My first collectible I ever obtained and purchased was a yellow candy back in 2014, and I believe I still have it.


----------



## Stalfos (May 25, 2016)

> 11-01-2013
> 05:55 PM - Jack gave *Dusty Scroll* as a gift to Stalfos with the following message:



That lantern has always eluded me though.


----------



## roseflower (May 25, 2016)

My first collectible was the Astral Inner Planet Floating Gold #10, it was available only a limited time to celebrate TBT?s 10th birthday c:
I just joined the Belltree forums two weeks or so earlier.


----------



## Tensu (May 25, 2016)

My two birthstones and my cake.


----------



## Schnitzel (May 25, 2016)

My first (and only, currently) is this lovely red candy I won in a contest


----------



## glow (May 25, 2016)

it was a stale cake


----------



## Bowie (May 25, 2016)

I joined in September and grabbed the Septemeber birthstone. It's the only set of collectibles I've ever really been interested in.


----------



## helloxcutiee (May 26, 2016)

I believe it was a yellow candy.


----------



## Zane (May 26, 2016)

A cyan letter I won in a giveaway by guessing OP's favorite show was Keeping Up With the Kardashians. It's the only letter I still have. B'> before I got it I had no interest in collectibles whatsoever (i entered the giveaway cuz i enjoy guessing games lol) but i found i really liked how it looked under my avatar. rip


----------



## Heyden (May 26, 2016)

#tb when they were dirt cheap


----------



## classically.trained (May 26, 2016)

Astral Inner Planet Floating Gold #10 

What a long name lol


----------



## Nightmares (May 26, 2016)

Wait there's a log that says what collectibles you bought?? Could anyone link me? o:

- - - Post Merge - - -

Got it!

My second and first collectibles:
06:05 PM - Sej gave Yellow Candy as a gift to Nightmares with the following message: Congratulations!
02:10 PM - N e s s gave Yellow Candy as a gift to Nightmares with the following message: *~enjoy~


----------



## jadetine (Nov 12, 2022)

My first collectible was an orange, gifted on a whim by my ACNH catalog island supplier and trade partner @/rairu.
I had zero interest in the collectibles before this point, but the orange seemed lonely, so I made a goal to collect all the fruit. 
Once achieved, I moved on to wanting all the houses, which (along with the birthstones representing my loved ones) I told myself was my dream lineup and would stop after acquiring, but it took so long to get that last yellow house that the obsession already had its hooks in me.
And several dozen collectibles later, here we are today. 
And yes, of course I still have the orange, and will never sell nor trade it.


----------



## Sheep Villager (Nov 12, 2022)

I forget if it was a red cosmos or the new horizons token. 

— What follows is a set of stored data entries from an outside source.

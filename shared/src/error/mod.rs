//! Unified error system for the order service
//!
//! This module provides:
//! - [`ErrorCode`]: Standardized error codes for all error types
//! - [`AppError`]: Rich error type with codes, messages, and details
//! - [`ApiResponse`]: Unified API response format
//!
//! # Error Code Ranges
//!
//! - 0xxx: General errors
//! - 1xxx: Authentication errors
//! - 4xxx: Order errors
//! - 5xxx: Payment errors
//! - 9xxx: System errors
//!
//! # Example
//!
//! ```
//! use shared::error::{AppError, ErrorCode, ApiResponse};
//!
//! let err = AppError::new(ErrorCode::OrderNotFound);
//! let err = AppError::validation("code must not be empty").with_detail("field", "code");
//! let response = ApiResponse::<()>::error(&err);
//! assert_eq!(response.code, 2);
//! ```

mod codes;
mod http;
mod types;

pub use codes::{ErrorCode, InvalidErrorCode};
pub use types::{ApiResponse, AppError, AppResult};
//! Unified error codes for the order service
//!
//! Error codes are organized by category:
//! - 0xxx: General errors
//! - 1xxx: Authentication errors
//! - 4xxx: Order errors
//! - 5xxx: Payment errors
//! - 9xxx: System errors

use serde::{Deserialize, Serialize};
use std::fmt;

/// Unified error code enum
///
/// All error codes are represented as u16 values so that clients can map
/// them to localized messages on their side.
#[derive(Debug, Clone, Copy, PartialEq, Eq, Hash, Serialize, Deserialize)]
#[serde(into = "u16", try_from = "u16")]
#[repr(u16)]
pub enum ErrorCode {
    // ==================== 0xxx: General ====================
    /// Operation completed successfully
    Success = 0,
    /// Unknown error
    Unknown = 1,
    /// Validation failed
    ValidationFailed = 2,
    /// Resource not found
    NotFound = 3,
    /// Resource already exists
    AlreadyExists = 4,
    /// Invalid request
    InvalidRequest = 5,

    // ==================== 1xxx: Auth ====================
    /// User token could not be resolved to an identity
    TokenInvalid = 1004,

    // ==================== 4xxx: Order ====================
    /// Order not found by id or code
    OrderNotFound = 4001,
    /// Another order already uses this code
    OrderCodeDuplicate = 4002,
    /// Order is delivered and can no longer change state
    OrderAlreadyDelivered = 4003,
    /// Order is cancelled and can no longer change state
    OrderAlreadyCancelled = 4004,
    /// Order changed concurrently too many times
    OrderConcurrentModification = 4005,

    // ==================== 5xxx: Payment ====================
    /// Payment could not be initiated
    PaymentFailed = 5001,

    // ==================== 9xxx: System ====================
    /// Internal server error
    InternalError = 9001,
    /// Database error
    DatabaseError = 9002,
    /// Upstream service unreachable
    NetworkError = 9003,
    /// Operation timed out
    TimeoutError = 9004,
}

impl ErrorCode {
    /// Numeric value of the code
    #[inline]
    pub const fn code(&self) -> u16 {
        *self as u16
    }

    /// 9xxx: failures of the service itself rather than of the request
    #[inline]
    pub const fn is_system(&self) -> bool {
        self.code() >= 9000
    }

    /// Default English message for this code
    pub const fn message(&self) -> &'static str {
        match self {
            // General
            ErrorCode::Success => "Operation completed successfully",
            ErrorCode::Unknown => "An unknown error occurred",
            ErrorCode::ValidationFailed => "Validation failed",
            ErrorCode::NotFound => "Resource not found",
            ErrorCode::AlreadyExists => "Resource already exists",
            ErrorCode::InvalidRequest => "Invalid request",

            // Auth
            ErrorCode::TokenInvalid => "User token is invalid",

            // Order
            ErrorCode::OrderNotFound => "Order not found",
            ErrorCode::OrderCodeDuplicate => "Order code already exists",
            ErrorCode::OrderAlreadyDelivered => "Not allowed to update a delivered order",
            ErrorCode::OrderAlreadyCancelled => "Not allowed to update a cancelled order",
            ErrorCode::OrderConcurrentModification => {
                "Order was modified concurrently, please retry"
            }

            // Payment
            ErrorCode::PaymentFailed => "Payment could not be initiated",

            // System
            ErrorCode::InternalError => "Internal server error",
            ErrorCode::DatabaseError => "Database error",
            ErrorCode::NetworkError => "Network error",
            ErrorCode::TimeoutError => "Operation timed out",
        }
    }
}

impl fmt::Display for ErrorCode {
    fn fmt(&self, f: &mut fmt::Formatter<'_>) -> fmt::Result {
        write!(f, "E{:04}", self.code())
    }
}

impl From<ErrorCode> for u16 {
    #[inline]
    fn from(code: ErrorCode) -> Self {
        code.code()
    }
}

impl TryFrom<u16> for ErrorCode {
    type Error = InvalidErrorCode;

    fn try_from(value: u16) -> Result<Self, Self::Error> {
        match value {
            0 => Ok(ErrorCode::Success),
            1 => Ok(ErrorCode::Unknown),
            2 => Ok(ErrorCode::ValidationFailed),
            3 => Ok(ErrorCode::NotFound),
            4 => Ok(ErrorCode::AlreadyExists),
            5 => Ok(ErrorCode::InvalidRequest),

            1004 => Ok(ErrorCode::TokenInvalid),

            4001 => Ok(ErrorCode::OrderNotFound),
            4002 => Ok(ErrorCode::OrderCodeDuplicate),
            4003 => Ok(ErrorCode::OrderAlreadyDelivered),
            4004 => Ok(ErrorCode::OrderAlreadyCancelled),
            4005 => Ok(ErrorCode::OrderConcurrentModification),

            5001 => Ok(ErrorCode::PaymentFailed),

            9001 => Ok(ErrorCode::InternalError),
            9002 => Ok(ErrorCode::DatabaseError),
            9003 => Ok(ErrorCode::NetworkError),
            9004 => Ok(ErrorCode::TimeoutError),

            _ => Err(InvalidErrorCode(value)),
        }
    }
}

/// Error when converting from an invalid u16 to ErrorCode
#[derive(Debug, Clone, Copy, PartialEq, Eq)]
pub struct InvalidErrorCode(pub u16);

impl fmt::Display for InvalidErrorCode {
    fn fmt(&self, f: &mut fmt::Formatter<'_>) -> fmt::Result {
        write!(f, "invalid error code: {}", self.0)
    }
}

impl std::error::Error for InvalidErrorCode {}
use chrono::{DateTime, Utc};
use serde::{Deserialize, Serialize};
use serde_json::Value;
use sqlx::FromRow;
use uuid::Uuid;

/// A persisted résumé record.
///
/// Complex nested sections (education, skills, experience, projects,
/// extraCurricular, leadership) are stored as opaque JSONB values and returned
/// verbatim on read. `desired_roles` is the one denormalized column: a list
/// joined with `", "` on write and split back on read.
#[derive(Debug, Clone, Serialize, Deserialize, FromRow)]
#[serde(rename_all = "camelCase")]
pub struct ResumeRow {
    pub id: Uuid,
    pub first_name: String,
    pub last_name: String,
    pub email: String,
    pub phone: Option<String>,
    pub location: Option<String>,
    pub portfolio_url: Option<String>,
    pub linkedin_url: Option<String>,
    pub objective: String,
    pub years_experience: Option<String>,
    pub desired_roles: Option<String>,
    pub education_json: Option<Value>,
    pub skills_json: Option<Value>,
    pub experience_json: Option<Value>,
    pub projects_json: Option<Value>,
    pub extra_curricular_json: Option<Value>,
    pub leadership_json: Option<Value>,
    /// Null until a render succeeds at least once; overwritten, never versioned.
    pub pdf_filename: Option<String>,
    pub created_at: DateTime<Utc>,
    pub updated_at: DateTime<Utc>,
}
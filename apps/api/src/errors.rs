use axum::{
    http::StatusCode,
    response::{IntoResponse, Response},
    Json,
};
use serde_json::json;
use thiserror::Error;

use crate::render::RenderError;

/// Application-level error type.
/// Implements `IntoResponse` so Axum handlers can return `Result<T, AppError>`.
#[derive(Debug, Error)]
pub enum AppError {
    #[error("Not found: {0}")]
    NotFound(String),

    #[error("Validation error: {0}")]
    Validation(String),

    #[error("Database error: {0}")]
    Database(#[from] sqlx::Error),

    #[error("Render error: {0}")]
    Render(#[from] RenderError),

    #[error("Email delivery failed: {0}")]
    Email(String),

    #[error("Internal server error: {0}")]
    Internal(#[from] anyhow::Error),
}

impl IntoResponse for AppError {
    fn into_response(self) -> Response {
        let (status, code, message) = match &self {
            AppError::NotFound(msg) => (StatusCode::NOT_FOUND, "NOT_FOUND", msg.clone()),
            AppError::Validation(msg) => (StatusCode::BAD_REQUEST, "VALIDATION_ERROR", msg.clone()),
            AppError::Database(e) => {
                tracing::error!("Database error: {e}");
                (
                    StatusCode::INTERNAL_SERVER_ERROR,
                    "DATABASE_ERROR",
                    "A database error occurred".to_string(),
                )
            }
            AppError::Render(e) => {
                tracing::error!("Render error: {e}");
                (
                    StatusCode::INTERNAL_SERVER_ERROR,
                    "RENDER_ERROR",
                    "Failed to generate PDF".to_string(),
                )
            }
            AppError::Email(msg) => {
                tracing::error!("Email error: {msg}");
                (
                    StatusCode::INTERNAL_SERVER_ERROR,
                    "EMAIL_ERROR",
                    msg.clone(),
                )
            }
            AppError::Internal(e) => {
                tracing::error!("Internal error: {e:?}");
                (
                    StatusCode::INTERNAL_SERVER_ERROR,
                    "INTERNAL_ERROR",
                    "An internal server error occurred".to_string(),
                )
            }
        };

        let body = Json(json!({
            "error": {
                "code": code,
                "message": message
            }
        }));

        (status, body).into_response()
    }
}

The token was bought by me and the cosmos I adopted from one of those old free collectible hubs. The cosmos has since been retired from always being part of my lineups, but I still have it sitting in my inventory.

...Writing this post has made me tempted to make a lineup including that cosmos again. It's been a while and I have so many more collectibles now than I did back then.


----------



## magicaldonkey (Nov 12, 2022)

methinkst it may have been a purple candy that i got in 2017?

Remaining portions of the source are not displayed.